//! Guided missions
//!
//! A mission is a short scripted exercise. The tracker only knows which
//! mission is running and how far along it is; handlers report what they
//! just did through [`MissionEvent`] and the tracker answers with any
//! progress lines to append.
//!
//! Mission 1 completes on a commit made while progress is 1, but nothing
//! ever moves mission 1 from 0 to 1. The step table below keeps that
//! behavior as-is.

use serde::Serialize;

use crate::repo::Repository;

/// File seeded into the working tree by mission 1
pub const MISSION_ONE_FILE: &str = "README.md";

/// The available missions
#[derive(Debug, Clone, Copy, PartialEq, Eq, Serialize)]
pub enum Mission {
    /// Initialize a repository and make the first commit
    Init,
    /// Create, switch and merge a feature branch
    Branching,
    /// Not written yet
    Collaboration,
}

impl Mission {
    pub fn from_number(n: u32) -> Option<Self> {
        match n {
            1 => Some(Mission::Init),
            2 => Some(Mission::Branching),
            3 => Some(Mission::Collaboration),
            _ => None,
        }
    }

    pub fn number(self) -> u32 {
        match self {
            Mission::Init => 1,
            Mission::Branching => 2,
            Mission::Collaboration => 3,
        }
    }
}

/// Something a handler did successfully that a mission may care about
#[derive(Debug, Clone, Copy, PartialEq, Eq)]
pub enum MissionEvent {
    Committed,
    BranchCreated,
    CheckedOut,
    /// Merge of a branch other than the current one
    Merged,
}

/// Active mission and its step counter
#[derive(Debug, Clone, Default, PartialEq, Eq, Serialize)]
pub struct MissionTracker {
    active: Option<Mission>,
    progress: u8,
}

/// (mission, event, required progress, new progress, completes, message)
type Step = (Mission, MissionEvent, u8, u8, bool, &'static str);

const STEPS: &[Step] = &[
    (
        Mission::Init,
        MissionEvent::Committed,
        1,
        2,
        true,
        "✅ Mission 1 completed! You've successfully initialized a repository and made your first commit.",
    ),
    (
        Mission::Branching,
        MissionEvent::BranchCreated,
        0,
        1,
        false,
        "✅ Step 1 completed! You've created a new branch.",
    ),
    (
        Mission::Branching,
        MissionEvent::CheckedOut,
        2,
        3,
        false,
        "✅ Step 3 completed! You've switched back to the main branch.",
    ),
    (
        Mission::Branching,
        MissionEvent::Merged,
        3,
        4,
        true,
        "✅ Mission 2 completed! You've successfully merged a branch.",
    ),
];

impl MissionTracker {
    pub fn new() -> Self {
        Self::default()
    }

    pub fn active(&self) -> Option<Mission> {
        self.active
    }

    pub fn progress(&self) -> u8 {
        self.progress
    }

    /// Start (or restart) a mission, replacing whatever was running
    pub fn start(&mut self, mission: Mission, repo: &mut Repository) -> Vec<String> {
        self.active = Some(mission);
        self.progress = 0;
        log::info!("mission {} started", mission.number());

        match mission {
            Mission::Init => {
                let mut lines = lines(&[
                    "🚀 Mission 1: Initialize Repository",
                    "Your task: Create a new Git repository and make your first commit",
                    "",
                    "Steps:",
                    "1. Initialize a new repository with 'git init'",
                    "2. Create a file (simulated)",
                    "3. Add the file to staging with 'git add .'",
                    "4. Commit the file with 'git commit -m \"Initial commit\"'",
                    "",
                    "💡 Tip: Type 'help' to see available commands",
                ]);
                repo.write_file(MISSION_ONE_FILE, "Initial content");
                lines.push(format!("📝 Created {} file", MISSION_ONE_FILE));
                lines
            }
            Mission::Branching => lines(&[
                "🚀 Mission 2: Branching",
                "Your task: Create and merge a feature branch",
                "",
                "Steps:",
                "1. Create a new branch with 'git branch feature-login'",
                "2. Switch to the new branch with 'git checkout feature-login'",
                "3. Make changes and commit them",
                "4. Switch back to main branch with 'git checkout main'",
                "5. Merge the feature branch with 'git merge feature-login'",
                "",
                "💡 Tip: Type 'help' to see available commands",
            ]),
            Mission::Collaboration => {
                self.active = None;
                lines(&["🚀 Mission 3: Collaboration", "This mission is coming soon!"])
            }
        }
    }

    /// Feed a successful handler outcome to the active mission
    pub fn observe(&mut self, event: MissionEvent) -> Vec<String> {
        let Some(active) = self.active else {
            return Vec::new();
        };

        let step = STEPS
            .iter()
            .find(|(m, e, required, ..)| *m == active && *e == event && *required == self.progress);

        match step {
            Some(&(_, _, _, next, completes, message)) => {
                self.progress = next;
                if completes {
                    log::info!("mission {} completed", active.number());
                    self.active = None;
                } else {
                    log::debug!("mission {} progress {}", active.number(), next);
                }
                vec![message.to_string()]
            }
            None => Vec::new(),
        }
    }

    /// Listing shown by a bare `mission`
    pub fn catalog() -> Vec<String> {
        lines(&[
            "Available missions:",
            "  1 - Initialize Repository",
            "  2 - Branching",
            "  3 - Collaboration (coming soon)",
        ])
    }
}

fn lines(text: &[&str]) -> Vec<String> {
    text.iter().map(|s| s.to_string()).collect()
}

--------

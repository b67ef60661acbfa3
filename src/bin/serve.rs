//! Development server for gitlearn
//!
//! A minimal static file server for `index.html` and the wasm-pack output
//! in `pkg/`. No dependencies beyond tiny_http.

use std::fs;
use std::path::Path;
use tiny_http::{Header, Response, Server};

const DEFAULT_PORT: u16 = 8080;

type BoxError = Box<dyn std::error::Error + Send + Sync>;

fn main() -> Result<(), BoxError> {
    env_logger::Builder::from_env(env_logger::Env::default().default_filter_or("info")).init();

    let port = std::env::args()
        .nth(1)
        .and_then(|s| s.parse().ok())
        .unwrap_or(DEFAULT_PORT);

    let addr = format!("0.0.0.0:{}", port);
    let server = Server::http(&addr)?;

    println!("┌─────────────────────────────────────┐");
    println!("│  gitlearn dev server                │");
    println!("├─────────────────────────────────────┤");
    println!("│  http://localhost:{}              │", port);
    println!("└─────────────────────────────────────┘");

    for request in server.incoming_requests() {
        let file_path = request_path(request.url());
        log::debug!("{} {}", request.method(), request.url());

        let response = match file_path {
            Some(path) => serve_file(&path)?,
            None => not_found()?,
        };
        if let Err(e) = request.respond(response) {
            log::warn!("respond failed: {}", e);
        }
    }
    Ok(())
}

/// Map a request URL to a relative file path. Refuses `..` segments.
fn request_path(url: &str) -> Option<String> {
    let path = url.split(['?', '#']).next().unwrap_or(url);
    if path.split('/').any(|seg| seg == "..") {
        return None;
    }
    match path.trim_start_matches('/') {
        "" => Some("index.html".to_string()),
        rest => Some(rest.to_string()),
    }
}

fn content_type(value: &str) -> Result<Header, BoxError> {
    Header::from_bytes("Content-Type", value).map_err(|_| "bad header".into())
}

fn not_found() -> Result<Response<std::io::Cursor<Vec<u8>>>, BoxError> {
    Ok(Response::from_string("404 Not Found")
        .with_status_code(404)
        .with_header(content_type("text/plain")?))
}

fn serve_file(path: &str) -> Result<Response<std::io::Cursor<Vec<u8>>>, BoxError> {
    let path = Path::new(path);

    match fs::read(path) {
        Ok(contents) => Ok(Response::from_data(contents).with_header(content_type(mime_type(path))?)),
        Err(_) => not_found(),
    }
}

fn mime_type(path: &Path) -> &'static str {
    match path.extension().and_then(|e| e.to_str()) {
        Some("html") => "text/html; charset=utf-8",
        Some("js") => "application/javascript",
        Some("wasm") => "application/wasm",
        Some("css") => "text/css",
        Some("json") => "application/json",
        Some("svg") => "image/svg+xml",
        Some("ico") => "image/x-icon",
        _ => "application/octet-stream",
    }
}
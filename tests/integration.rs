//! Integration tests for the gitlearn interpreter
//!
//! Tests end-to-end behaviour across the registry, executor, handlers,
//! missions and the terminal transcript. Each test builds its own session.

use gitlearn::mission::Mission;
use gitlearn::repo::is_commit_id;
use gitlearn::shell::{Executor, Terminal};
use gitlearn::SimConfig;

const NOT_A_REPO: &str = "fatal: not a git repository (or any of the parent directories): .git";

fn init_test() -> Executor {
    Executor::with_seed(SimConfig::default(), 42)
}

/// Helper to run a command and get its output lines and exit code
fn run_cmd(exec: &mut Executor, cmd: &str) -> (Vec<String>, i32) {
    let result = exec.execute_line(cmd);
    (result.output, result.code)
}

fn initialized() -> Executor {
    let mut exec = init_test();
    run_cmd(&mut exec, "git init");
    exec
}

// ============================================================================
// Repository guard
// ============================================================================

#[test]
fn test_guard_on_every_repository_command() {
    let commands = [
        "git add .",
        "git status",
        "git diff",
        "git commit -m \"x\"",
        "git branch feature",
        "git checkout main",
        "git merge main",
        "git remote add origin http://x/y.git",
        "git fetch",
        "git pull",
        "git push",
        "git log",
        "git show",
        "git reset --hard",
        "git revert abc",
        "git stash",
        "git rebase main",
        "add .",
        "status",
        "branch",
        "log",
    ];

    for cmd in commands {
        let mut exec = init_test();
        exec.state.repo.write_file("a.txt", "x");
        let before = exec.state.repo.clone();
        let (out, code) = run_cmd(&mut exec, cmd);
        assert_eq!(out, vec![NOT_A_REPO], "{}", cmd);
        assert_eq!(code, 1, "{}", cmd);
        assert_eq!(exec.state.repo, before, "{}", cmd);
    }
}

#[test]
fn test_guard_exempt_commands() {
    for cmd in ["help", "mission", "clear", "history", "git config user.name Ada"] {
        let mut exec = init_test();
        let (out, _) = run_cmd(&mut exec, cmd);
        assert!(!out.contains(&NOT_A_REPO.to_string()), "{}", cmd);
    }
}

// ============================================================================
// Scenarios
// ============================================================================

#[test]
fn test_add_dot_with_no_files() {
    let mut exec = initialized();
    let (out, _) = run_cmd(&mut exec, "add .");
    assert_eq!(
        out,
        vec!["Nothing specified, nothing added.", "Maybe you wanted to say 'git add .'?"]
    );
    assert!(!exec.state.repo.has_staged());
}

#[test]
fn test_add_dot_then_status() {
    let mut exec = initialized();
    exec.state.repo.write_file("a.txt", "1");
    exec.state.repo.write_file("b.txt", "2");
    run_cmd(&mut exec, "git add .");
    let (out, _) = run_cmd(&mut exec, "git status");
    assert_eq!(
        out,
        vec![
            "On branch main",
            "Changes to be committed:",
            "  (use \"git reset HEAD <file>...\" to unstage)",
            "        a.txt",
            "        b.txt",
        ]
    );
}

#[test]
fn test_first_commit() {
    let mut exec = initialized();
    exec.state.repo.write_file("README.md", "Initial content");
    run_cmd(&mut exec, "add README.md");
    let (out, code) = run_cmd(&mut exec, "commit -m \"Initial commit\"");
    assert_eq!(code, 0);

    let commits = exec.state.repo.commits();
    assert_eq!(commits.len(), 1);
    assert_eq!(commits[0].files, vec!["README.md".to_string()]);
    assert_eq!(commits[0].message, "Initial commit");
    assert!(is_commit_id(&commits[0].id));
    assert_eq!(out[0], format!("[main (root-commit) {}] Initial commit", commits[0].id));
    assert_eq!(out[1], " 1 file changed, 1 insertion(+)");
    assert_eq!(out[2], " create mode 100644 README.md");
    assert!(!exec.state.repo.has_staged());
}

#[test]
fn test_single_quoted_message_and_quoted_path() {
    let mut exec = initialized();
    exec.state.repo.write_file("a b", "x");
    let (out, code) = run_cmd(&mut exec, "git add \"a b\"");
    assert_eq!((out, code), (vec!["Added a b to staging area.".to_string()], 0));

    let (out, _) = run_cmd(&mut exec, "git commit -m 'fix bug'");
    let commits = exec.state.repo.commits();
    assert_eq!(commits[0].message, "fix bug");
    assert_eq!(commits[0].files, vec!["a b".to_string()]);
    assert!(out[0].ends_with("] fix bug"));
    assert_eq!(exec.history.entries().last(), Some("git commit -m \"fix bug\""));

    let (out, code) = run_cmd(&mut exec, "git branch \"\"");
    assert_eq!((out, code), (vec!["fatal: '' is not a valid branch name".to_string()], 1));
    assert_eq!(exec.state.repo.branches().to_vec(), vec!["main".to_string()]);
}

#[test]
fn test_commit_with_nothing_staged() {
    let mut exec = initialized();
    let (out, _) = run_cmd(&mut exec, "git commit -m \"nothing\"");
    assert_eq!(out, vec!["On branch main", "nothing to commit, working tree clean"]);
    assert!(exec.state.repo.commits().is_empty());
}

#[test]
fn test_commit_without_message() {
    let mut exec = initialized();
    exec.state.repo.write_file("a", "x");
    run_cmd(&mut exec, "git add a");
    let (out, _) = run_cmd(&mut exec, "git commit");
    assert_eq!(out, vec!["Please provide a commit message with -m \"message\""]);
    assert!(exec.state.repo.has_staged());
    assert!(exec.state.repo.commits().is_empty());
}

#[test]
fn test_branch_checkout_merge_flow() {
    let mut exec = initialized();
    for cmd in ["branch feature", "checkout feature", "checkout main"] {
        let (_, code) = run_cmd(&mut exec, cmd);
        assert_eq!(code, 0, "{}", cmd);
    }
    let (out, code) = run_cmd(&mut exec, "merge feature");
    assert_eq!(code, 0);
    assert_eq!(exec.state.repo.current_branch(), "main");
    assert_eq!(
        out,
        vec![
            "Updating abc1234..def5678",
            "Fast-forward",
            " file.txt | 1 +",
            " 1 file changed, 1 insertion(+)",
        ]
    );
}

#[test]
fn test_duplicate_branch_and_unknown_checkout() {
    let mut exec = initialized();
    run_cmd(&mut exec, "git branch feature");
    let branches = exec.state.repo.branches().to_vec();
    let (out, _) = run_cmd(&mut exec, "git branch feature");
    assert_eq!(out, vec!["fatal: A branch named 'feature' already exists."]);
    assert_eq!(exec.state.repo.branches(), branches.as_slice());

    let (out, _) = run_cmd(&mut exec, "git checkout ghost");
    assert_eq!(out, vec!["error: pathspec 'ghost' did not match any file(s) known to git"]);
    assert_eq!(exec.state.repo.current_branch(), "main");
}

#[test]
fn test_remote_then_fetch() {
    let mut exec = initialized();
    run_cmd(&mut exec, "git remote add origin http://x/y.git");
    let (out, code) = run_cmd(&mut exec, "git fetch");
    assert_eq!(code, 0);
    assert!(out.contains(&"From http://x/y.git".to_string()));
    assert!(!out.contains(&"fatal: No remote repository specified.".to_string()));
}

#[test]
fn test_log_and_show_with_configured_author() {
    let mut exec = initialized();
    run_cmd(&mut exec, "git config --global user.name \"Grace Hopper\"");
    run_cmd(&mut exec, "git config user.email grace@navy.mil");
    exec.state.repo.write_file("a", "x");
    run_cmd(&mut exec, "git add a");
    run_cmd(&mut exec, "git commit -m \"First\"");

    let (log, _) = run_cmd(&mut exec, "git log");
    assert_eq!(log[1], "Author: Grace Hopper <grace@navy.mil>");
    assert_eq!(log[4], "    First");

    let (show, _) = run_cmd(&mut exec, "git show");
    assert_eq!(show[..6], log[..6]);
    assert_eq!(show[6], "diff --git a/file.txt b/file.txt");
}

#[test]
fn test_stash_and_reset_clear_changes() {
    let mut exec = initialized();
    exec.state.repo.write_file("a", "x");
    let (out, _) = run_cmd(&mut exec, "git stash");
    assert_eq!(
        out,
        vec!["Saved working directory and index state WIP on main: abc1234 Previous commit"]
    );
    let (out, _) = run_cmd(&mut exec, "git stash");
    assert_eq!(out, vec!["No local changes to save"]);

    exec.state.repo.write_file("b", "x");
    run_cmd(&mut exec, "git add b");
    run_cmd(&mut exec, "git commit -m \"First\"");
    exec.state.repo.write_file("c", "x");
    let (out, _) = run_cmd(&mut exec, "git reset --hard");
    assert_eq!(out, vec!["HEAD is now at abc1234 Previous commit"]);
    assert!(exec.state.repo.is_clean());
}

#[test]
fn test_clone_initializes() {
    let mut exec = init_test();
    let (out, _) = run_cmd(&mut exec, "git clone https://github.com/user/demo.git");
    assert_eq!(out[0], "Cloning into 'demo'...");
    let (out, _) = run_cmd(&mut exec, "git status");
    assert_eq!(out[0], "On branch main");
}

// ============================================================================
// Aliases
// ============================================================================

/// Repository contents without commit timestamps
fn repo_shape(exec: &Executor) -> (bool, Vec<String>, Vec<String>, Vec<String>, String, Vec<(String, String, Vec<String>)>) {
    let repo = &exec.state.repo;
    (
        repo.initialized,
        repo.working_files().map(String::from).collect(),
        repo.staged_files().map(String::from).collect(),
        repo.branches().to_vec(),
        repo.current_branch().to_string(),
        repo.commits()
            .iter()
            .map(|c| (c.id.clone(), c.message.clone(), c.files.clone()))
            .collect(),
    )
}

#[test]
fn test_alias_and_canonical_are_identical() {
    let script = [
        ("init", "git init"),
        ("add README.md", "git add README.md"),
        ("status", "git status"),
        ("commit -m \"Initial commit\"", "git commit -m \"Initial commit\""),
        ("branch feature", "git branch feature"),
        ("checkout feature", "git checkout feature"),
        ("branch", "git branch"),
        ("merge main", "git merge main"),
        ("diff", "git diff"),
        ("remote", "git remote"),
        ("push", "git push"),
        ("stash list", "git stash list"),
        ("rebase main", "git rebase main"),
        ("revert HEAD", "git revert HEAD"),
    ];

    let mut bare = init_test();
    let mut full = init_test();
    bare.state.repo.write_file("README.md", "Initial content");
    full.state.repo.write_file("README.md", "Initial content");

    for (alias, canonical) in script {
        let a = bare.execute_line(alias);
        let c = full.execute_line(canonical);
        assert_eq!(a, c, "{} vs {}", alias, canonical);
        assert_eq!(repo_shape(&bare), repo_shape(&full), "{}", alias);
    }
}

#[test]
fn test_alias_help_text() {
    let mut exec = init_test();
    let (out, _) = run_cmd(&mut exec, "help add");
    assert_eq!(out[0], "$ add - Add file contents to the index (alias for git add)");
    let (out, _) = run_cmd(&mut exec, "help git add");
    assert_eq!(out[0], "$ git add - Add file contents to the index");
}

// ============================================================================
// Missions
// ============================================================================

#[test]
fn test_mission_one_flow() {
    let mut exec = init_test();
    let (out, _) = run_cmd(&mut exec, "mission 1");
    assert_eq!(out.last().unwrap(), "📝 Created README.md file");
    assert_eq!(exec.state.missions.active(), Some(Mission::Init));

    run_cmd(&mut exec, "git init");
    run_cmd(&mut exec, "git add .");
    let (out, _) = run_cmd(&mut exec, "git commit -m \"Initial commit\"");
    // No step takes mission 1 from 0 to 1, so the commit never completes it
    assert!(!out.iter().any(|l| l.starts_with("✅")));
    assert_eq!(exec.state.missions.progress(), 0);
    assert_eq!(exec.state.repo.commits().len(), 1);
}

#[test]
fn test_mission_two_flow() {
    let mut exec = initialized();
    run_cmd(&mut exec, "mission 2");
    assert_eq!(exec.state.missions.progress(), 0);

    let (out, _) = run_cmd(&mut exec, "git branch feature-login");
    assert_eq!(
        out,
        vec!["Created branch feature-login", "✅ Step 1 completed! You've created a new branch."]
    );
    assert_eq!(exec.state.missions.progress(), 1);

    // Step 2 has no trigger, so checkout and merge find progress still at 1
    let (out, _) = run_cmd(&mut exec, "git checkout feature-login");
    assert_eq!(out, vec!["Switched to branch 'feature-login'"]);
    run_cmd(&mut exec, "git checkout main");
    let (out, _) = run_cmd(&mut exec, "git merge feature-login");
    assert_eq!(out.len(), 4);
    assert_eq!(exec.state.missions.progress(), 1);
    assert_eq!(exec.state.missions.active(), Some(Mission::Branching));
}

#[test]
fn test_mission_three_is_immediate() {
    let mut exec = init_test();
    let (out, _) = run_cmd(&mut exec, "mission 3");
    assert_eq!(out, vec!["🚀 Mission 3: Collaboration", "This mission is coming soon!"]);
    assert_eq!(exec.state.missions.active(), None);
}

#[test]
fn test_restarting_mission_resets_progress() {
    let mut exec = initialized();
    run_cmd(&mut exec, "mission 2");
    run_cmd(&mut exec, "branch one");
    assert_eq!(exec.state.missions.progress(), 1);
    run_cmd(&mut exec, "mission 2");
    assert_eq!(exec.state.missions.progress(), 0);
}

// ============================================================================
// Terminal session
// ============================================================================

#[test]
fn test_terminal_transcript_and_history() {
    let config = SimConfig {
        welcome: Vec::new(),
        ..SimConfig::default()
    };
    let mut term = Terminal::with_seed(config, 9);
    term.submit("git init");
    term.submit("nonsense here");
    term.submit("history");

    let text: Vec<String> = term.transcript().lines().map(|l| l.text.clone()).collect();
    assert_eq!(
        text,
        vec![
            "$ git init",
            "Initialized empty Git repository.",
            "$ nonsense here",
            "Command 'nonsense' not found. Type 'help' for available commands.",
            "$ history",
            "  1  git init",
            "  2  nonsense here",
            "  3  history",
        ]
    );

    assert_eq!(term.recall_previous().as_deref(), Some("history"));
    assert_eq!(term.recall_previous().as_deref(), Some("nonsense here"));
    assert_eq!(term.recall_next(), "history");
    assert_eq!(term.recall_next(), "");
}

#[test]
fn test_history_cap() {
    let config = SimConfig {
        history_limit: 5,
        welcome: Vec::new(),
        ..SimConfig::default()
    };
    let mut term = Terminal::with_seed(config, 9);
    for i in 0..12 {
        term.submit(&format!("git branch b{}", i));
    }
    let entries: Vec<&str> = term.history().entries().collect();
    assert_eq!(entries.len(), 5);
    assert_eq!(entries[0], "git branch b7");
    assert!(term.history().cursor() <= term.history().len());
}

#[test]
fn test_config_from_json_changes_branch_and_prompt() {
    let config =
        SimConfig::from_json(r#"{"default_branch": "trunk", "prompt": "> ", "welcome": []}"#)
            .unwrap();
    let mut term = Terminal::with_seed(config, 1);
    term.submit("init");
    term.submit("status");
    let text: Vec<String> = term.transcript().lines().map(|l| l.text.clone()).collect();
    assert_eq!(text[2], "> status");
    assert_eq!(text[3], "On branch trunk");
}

--------

### WORK REQUEST
Begin at the line that has "Not written yet" in the entries above; stop after the line that has "whatever was running". Transcribe exactly those lines and no others.

### OUTPUT
    /// Not written yet
    Collaboration,
}

impl Mission {
    pub fn from_number(n: u32) -> Option<Self> {
        match n {
            1 => Some(Mission::Init),
            2 => Some(Mission::Branching),
            3 => Some(Mission::Collaboration),
            _ => None,
        }
    }

    pub fn number(self) -> u32 {
        match self {
            Mission::Init => 1,
            Mission::Branching => 2,
            Mission::Collaboration => 3,
        }
    }
}

/// Something a handler did successfully that a mission may care about
#[derive(Debug, Clone, Copy, PartialEq, Eq)]
pub enum MissionEvent {
    Committed,
    BranchCreated,
    CheckedOut,
    /// Merge of a branch other than the current one
    Merged,
}

/// Active mission and its step counter
#[derive(Debug, Clone, Default, PartialEq, Eq, Serialize)]
pub struct MissionTracker {
    active: Option<Mission>,
    progress: u8,
}

/// (mission, event, required progress, new progress, completes, message)
type Step = (Mission, MissionEvent, u8, u8, bool, &'static str);

const STEPS: &[Step] = &[
    (
        Mission::Init,
        MissionEvent::Committed,
        1,
        2,
        true,
        "✅ Mission 1 completed! You've successfully initialized a repository and made your first commit.",
    ),
    (
        Mission::Branching,
        MissionEvent::BranchCreated,
        0,
        1,
        false,
        "✅ Step 1 completed! You've created a new branch.",
    ),
    (
        Mission::Branching,
        MissionEvent::CheckedOut,
        2,
        3,
        false,
        "✅ Step 3 completed! You've switched back to the main branch.",
    ),
    (
        Mission::Branching,
        MissionEvent::Merged,
        3,
        4,
        true,
        "✅ Mission 2 completed! You've successfully merged a branch.",
    ),
];

impl MissionTracker {
    pub fn new() -> Self {
        Self::default()
    }

    pub fn active(&self) -> Option<Mission> {
        self.active
    }

    pub fn progress(&self) -> u8 {
        self.progress
    }

    /// Start (or restart) a mission, replacing whatever was running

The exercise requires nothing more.